Each record below should be repeated precisely as written.

═════ Supplied material ═════

//! Logging configuration.

use serde::{Deserialize, Serialize};

/// Logging and tracing configuration.
#[derive(Debug, Clone, Serialize, Deserialize)]
pub struct LoggingConfig {
    /// Log level: `"trace"`, `"debug"`, `"info"`, `"warn"`, `"error"`.
    #[serde(default = "default_level")]
    pub level: String,
    /// Log format: `"json"` or `"pretty"`.
    #[serde(default = "default_format")]
    pub format: String,
}

impl Default for LoggingConfig {
    fn default() -> Self {
        Self {
            level: default_level(),
            format: default_format(),
        }
    }
}

fn default_level() -> String {
    "info".to_string()
}

fn default_format() -> String {
    "json".to_string()
}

═════

■ Answer area ■
//! Logging configuration.

use serde::{Deserialize, Serialize};

/// Logging and tracing configuration.
#[derive(Debug, Clone, Serialize, Deserialize)]
pub struct LoggingConfig {
    /// Log level: `"trace"`, `"debug"`, `"info"`, `"warn"`, `"error"`.
    #[serde(default = "default_level")]
    pub level: String,
    /// Log format: `"json"` or `"pretty"`.
    #[serde(default = "default_format")]
    pub format: String,
}

impl Default for LoggingConfig {
    fn default() -> Self {
        Self {
            level: default_level(),
            format: default_format(),
        }
    }
}

fn default_level() -> String {
    "info".to_string()
}

fn default_format() -> String {
    "json".to_string()
}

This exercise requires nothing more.